### EXERCISE GOAL
All lines up to and including the one that contains "use crate::io::source::ByteSource;" are to be transcribed exactly, starting from the first line of the records.
-------------------------
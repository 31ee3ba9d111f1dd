//! Token lexer for the parenthesized tree format.
//!
//! Produces one token per call from a [`ByteSource`], with line/column
//! positions for error reporting. The lexer only classifies characters and
//! spans; all structural judgement belongs to the broker builder.

use crate::io::source::ByteSource;
use crate::tree_error::TreeError;

#[derive(Debug, Clone, Copy, PartialEq, Eq)]
pub(crate) enum TokenKind {
    /// `(` — begin of a subtree group.
    OpenParen,
    /// `)` — end of a subtree group.
    CloseParen,
    /// `,` — next sibling.
    Comma,
    /// `;` — end of one complete tree.
    Semicolon,
    /// A quoted or unquoted label.
    Label,
    /// The text after a `:` separator, to be parsed as a branch length.
    Length,
    /// A `[...]` span, verbatim without the brackets.
    Comment,
    /// A `{...}` span, verbatim without the braces (only when tags are
    /// enabled).
    Tag,
    /// End of input.
    End,
    /// A character that fits no other class.
    Unknown,
}

#[derive(Debug, Clone)]
pub(crate) struct Token {
    pub kind: TokenKind,
    pub text: String,
    pub line: usize,
    pub column: usize,
}

impl Token {
    pub fn at(&self) -> String {
        format!("{}:{}", self.line, self.column)
    }
}

pub(crate) struct Lexer<S: ByteSource> {
    src: S,
    line: usize,
    column: usize,
    enable_tags: bool,
}

impl<S: ByteSource> Lexer<S> {
    pub fn new(src: S, enable_tags: bool) -> Self {
        Lexer {
            src,
            line: 1,
            column: 1,
            enable_tags,
        }
    }

    fn peek(&mut self) -> Result<Option<u8>, TreeError> {
        Ok(self.src.peek()?)
    }

    fn bump(&mut self) -> Result<Option<u8>, TreeError> {
        let b = self.src.next_byte()?;
        match b {
            Some(b'\n') => {
                self.line += 1;
                self.column = 1;
            }
            Some(_) => self.column += 1,
            None => {}
        }
        Ok(b)
    }

    /// Current position as `line:column`.
    pub fn at(&self) -> String {
        format!("{}:{}", self.line, self.column)
    }

    fn is_name_char(&self, b: u8) -> bool {
        // Printable, non-whitespace, outside the reserved set; braces join
        // the reserved set while tags are enabled.
        !b.is_ascii_whitespace()
            && !b.is_ascii_control()
            && !matches!(b, b'(' | b')' | b'[' | b']' | b':' | b',' | b';' | b'\'' | b'"')
            && (!self.enable_tags || !matches!(b, b'{' | b'}'))
    }

    fn read_until(&mut self, terminator: u8, what: &str) -> Result<String, TreeError> {
        let mut out = Vec::new();
        loop {
            match self.bump()? {
                Some(b) if b == terminator => break,
                Some(b) => out.push(b),
                None => {
                    return Err(TreeError::MalformedLabelOrLength {
                        at: self.at(),
                        msg: format!("unterminated {what}"),
                    });
                }
            }
        }
        Ok(String::from_utf8_lossy(&out).into_owned())
    }

    /// Reads a quoted label after its opening quote, with the doubled-quote
    /// escape for a literal quote character.
    fn read_quoted(&mut self, quote: u8) -> Result<String, TreeError> {
        let mut out = Vec::new();
        loop {
            match self.bump()? {
                Some(b) if b == quote => {
                    if self.peek()? == Some(quote) {
                        self.bump()?;
                        out.push(quote);
                    } else {
                        break;
                    }
                }
                Some(b) => out.push(b),
                None => {
                    return Err(TreeError::MalformedLabelOrLength {
                        at: self.at(),
                        msg: "unterminated quoted label".into(),
                    });
                }
            }
        }
        Ok(String::from_utf8_lossy(&out).into_owned())
    }

    pub fn next_token(&mut self) -> Result<Token, TreeError> {
        while self.peek()?.is_some_and(|b| b.is_ascii_whitespace()) {
            self.bump()?;
        }
        let line = self.line;
        let column = self.column;
        let token = |kind: TokenKind, text: String| Token {
            kind,
            text,
            line,
            column,
        };

        let Some(b) = self.peek()? else {
            return Ok(token(TokenKind::End, String::new()));
        };

        match b {
            b'(' => {
                self.bump()?;
                Ok(token(TokenKind::OpenParen, String::new()))
            }
            b')' => {
                self.bump()?;
                Ok(token(TokenKind::CloseParen, String::new()))
            }
            b',' => {
                self.bump()?;
                Ok(token(TokenKind::Comma, String::new()))
            }
            b';' => {
                self.bump()?;
                Ok(token(TokenKind::Semicolon, String::new()))
            }
            b'[' => {
                self.bump()?;
                let text = self.read_until(b']', "comment")?;
                Ok(token(TokenKind::Comment, text))
            }
            b'{' if self.enable_tags => {
                self.bump()?;
                let text = self.read_until(b'}', "tag")?;
                Ok(token(TokenKind::Tag, text))
            }
            b':' => {
                self.bump()?;
                while self.peek()?.is_some_and(|b| b.is_ascii_whitespace()) {
                    self.bump()?;
                }
                let mut text = String::new();
                while let Some(b) = self.peek()? {
                    if b.is_ascii_digit()
                        || matches!(b, b'.' | b'-' | b'+' | b'e' | b'E')
                    {
                        text.push(b as char);
                        self.bump()?;
                    } else {
                        break;
                    }
                }
                Ok(token(TokenKind::Length, text))
            }
            b'\'' | b'"' => {
                self.bump()?;
                let text = self.read_quoted(b)?;
                Ok(token(TokenKind::Label, text))
            }
            _ if self.is_name_char(b) => {
                let mut text = Vec::new();
                while let Some(c) = self.peek()? {
                    if !self.is_name_char(c) {
                        break;
                    }
                    self.bump()?;
                    text.push(c);
                }
                Ok(token(
                    TokenKind::Label,
                    String::from_utf8_lossy(&text).into_owned(),
                ))
            }
            other => {
                self.bump()?;
                Ok(token(TokenKind::Unknown, (other as char).to_string()))
            }
        }
    }
}

#[cfg(test)]
mod tests {
    use super::*;
    use crate::io::source::InMemorySource;

    fn lex_all(text: &str, tags: bool) -> Vec<(TokenKind, String)> {
        let mut lx = Lexer::new(InMemorySource::new(text), tags);
        let mut out = Vec::new();
        loop {
            let t = lx.next_token().unwrap();
            let done = t.kind == TokenKind::End;
            out.push((t.kind, t.text));
            if done {
                break;
            }
        }
        out
    }

    #[test]
    fn basic_tokens() {
        let toks = lex_all("(A:0.2,B)C;", false);
        let kinds: Vec<TokenKind> = toks.iter().map(|(k, _)| *k).collect();
        assert_eq!(
            kinds,
            [
                TokenKind::OpenParen,
                TokenKind::Label,
                TokenKind::Length,
                TokenKind::Comma,
                TokenKind::Label,
                TokenKind::CloseParen,
                TokenKind::Label,
                TokenKind::Semicolon,
                TokenKind::End,
            ]
        );
        assert_eq!(toks[2].1, "0.2");
    }

    #[test]
    fn numeric_text_after_separator_is_a_length() {
        // The lexer decides by position: after ':' comes a length, never a
        // label, even if the same characters would make a valid label.
        let toks = lex_all("A:123;", false);
        assert_eq!(toks[1].0, TokenKind::Length);
        assert_eq!(toks[1].1, "123");
    }

    #[test]
    fn quoted_label_with_doubled_quote() {
        let toks = lex_all("'it''s a name';", false);
        assert_eq!(toks[0], (TokenKind::Label, "it's a name".to_string()));
    }

    #[test]
    fn comment_is_verbatim() {
        let toks = lex_all("[&&NHX:stuff]A;", false);
        assert_eq!(toks[0], (TokenKind::Comment, "&&NHX:stuff".to_string()));
    }

    #[test]
    fn braces_are_tags_only_when_enabled() {
        let toks = lex_all("A{edge0};", true);
        assert_eq!(toks[1], (TokenKind::Tag, "edge0".to_string()));
        let toks = lex_all("A{edge0};", false);
        assert_eq!(toks[0], (TokenKind::Label, "A{edge0}".to_string()));
    }

    #[test]
    fn unterminated_comment_fails() {
        let mut lx = Lexer::new(InMemorySource::new("[oops"), false);
        assert!(matches!(
            lx.next_token(),
            Err(TreeError::MalformedLabelOrLength { .. })
        ));
    }

    #[test]
    fn signed_scientific_length() {
        let toks = lex_all(":-1.5e-10,", false);
        assert_eq!(toks[0], (TokenKind::Length, "-1.5e-10".to_string()));
    }
}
-------------------------
### EXERCISE OUTPUT
repository 31ee3ba9d111f1dd
//! Token lexer for the parenthesized tree format.
//!
//! Produces one token per call from a [`ByteSource`], with line/column
//! positions for error reporting. The lexer only classifies characters and
//! spans; all structural judgement belongs to the broker builder.

use crate::io::source::ByteSource;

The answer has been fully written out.